** Opening DATA RECORDS block **

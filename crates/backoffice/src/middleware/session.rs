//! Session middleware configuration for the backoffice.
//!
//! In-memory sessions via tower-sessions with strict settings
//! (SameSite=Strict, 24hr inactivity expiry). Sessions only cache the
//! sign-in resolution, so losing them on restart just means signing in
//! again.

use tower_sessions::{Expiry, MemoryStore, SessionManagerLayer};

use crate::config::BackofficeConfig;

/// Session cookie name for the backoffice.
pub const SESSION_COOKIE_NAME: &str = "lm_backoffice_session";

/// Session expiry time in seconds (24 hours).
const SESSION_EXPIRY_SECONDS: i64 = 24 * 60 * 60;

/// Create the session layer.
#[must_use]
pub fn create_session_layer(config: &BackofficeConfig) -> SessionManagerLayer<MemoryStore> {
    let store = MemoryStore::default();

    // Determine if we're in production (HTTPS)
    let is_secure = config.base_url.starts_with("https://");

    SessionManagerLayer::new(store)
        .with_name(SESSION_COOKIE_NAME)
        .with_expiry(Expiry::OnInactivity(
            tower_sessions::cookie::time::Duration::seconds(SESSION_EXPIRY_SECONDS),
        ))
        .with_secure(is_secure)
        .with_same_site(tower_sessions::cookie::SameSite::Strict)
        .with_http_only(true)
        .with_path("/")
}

** Closing DATA RECORDS block **
** Opening DATA RECORDS block **

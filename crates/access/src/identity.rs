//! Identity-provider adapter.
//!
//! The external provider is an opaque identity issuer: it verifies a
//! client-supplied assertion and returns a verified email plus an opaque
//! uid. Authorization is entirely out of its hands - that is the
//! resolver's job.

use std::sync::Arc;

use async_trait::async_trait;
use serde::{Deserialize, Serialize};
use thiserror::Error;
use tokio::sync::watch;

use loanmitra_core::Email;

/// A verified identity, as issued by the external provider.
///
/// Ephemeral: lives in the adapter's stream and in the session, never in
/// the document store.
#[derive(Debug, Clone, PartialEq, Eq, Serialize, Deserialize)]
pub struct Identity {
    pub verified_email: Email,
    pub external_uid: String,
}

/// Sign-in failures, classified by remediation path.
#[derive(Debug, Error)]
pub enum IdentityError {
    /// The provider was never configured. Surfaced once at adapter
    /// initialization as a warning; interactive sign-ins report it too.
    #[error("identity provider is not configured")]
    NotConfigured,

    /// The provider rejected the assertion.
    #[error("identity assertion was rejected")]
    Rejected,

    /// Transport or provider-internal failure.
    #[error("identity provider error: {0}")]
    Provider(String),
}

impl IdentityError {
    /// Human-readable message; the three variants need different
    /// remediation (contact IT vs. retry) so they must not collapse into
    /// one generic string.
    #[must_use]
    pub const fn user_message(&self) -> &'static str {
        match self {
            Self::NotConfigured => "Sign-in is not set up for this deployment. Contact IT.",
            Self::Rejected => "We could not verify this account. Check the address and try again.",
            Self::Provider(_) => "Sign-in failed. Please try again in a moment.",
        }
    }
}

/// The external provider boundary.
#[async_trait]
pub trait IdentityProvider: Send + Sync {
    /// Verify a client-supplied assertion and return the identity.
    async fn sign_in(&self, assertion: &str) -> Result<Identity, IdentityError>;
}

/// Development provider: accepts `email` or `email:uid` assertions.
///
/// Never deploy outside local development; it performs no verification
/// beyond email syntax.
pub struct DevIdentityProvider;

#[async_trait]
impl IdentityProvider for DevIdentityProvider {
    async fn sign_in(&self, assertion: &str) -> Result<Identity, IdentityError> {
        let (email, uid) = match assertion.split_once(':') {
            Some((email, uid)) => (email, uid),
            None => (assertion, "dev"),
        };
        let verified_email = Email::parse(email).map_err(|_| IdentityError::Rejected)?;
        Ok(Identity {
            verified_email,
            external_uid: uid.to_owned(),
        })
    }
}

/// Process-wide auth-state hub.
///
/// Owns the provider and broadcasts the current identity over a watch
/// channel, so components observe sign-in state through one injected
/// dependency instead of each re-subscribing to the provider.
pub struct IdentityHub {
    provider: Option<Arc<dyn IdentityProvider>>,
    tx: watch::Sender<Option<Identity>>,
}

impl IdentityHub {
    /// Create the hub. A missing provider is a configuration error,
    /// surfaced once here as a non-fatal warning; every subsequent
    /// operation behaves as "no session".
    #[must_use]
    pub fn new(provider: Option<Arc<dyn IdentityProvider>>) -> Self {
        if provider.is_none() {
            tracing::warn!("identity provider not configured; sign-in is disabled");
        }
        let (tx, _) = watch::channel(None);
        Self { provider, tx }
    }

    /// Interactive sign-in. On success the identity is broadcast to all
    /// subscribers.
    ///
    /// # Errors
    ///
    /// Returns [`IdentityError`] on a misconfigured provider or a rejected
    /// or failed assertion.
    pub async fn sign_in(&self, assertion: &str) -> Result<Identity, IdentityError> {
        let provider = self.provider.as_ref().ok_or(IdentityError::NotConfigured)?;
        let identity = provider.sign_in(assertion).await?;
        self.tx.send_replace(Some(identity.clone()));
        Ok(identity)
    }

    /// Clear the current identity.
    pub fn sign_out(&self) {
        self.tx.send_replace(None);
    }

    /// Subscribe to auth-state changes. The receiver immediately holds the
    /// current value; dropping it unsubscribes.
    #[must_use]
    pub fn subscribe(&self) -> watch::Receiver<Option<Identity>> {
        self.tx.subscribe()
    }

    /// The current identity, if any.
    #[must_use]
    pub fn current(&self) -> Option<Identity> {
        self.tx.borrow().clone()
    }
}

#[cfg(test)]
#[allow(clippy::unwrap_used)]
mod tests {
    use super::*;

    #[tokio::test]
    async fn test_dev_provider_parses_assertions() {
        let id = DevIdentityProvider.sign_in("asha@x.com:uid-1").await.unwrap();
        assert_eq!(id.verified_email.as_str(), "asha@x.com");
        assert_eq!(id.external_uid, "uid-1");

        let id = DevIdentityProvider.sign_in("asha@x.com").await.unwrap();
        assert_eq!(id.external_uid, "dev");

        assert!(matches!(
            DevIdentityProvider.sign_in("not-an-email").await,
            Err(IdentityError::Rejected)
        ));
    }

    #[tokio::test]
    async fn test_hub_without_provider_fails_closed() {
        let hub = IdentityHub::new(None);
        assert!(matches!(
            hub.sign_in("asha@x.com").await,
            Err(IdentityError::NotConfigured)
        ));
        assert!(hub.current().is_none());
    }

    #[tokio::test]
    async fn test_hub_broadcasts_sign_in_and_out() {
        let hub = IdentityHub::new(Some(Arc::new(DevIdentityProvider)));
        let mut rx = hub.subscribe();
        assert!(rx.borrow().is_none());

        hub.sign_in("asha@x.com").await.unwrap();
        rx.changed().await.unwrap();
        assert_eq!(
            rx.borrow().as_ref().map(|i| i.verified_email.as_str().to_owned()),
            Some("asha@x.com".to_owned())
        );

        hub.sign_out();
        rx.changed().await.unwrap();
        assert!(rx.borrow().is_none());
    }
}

** Closing DATA RECORDS block **
** Opening DATA RECORDS block **

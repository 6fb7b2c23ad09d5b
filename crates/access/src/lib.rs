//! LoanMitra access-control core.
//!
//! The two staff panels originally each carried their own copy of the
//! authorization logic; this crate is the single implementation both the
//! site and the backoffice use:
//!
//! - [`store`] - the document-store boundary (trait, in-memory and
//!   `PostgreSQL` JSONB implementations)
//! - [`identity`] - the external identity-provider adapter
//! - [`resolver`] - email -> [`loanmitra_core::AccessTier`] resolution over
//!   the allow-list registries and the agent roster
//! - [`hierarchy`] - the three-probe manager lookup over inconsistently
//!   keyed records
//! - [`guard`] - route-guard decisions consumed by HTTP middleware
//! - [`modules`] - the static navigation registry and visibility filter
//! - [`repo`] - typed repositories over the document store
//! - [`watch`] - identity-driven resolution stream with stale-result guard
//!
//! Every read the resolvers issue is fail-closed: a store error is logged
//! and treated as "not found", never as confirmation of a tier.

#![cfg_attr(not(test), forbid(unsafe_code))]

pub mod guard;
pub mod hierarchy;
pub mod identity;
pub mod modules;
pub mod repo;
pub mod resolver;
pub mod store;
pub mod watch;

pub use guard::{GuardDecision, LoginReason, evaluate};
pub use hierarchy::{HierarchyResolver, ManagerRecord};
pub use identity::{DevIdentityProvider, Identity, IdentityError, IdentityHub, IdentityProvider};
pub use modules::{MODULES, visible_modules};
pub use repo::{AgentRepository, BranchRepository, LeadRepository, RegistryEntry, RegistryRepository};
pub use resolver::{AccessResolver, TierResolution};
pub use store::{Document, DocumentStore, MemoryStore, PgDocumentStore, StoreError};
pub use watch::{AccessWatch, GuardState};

** Closing DATA RECORDS block **

**WORK REQUEST:** Where does the word "await" occur in the records? Return every line that holds it.

**EXERCISE SOLUTION:**
        let identity = provider.sign_in(assertion).await?;
        let id = DevIdentityProvider.sign_in("asha@x.com:uid-1").await.unwrap();
        let id = DevIdentityProvider.sign_in("asha@x.com").await.unwrap();
            DevIdentityProvider.sign_in("not-an-email").await,
            hub.sign_in("asha@x.com").await,
        hub.sign_in("asha@x.com").await.unwrap();
        rx.changed().await.unwrap();
        rx.changed().await.unwrap();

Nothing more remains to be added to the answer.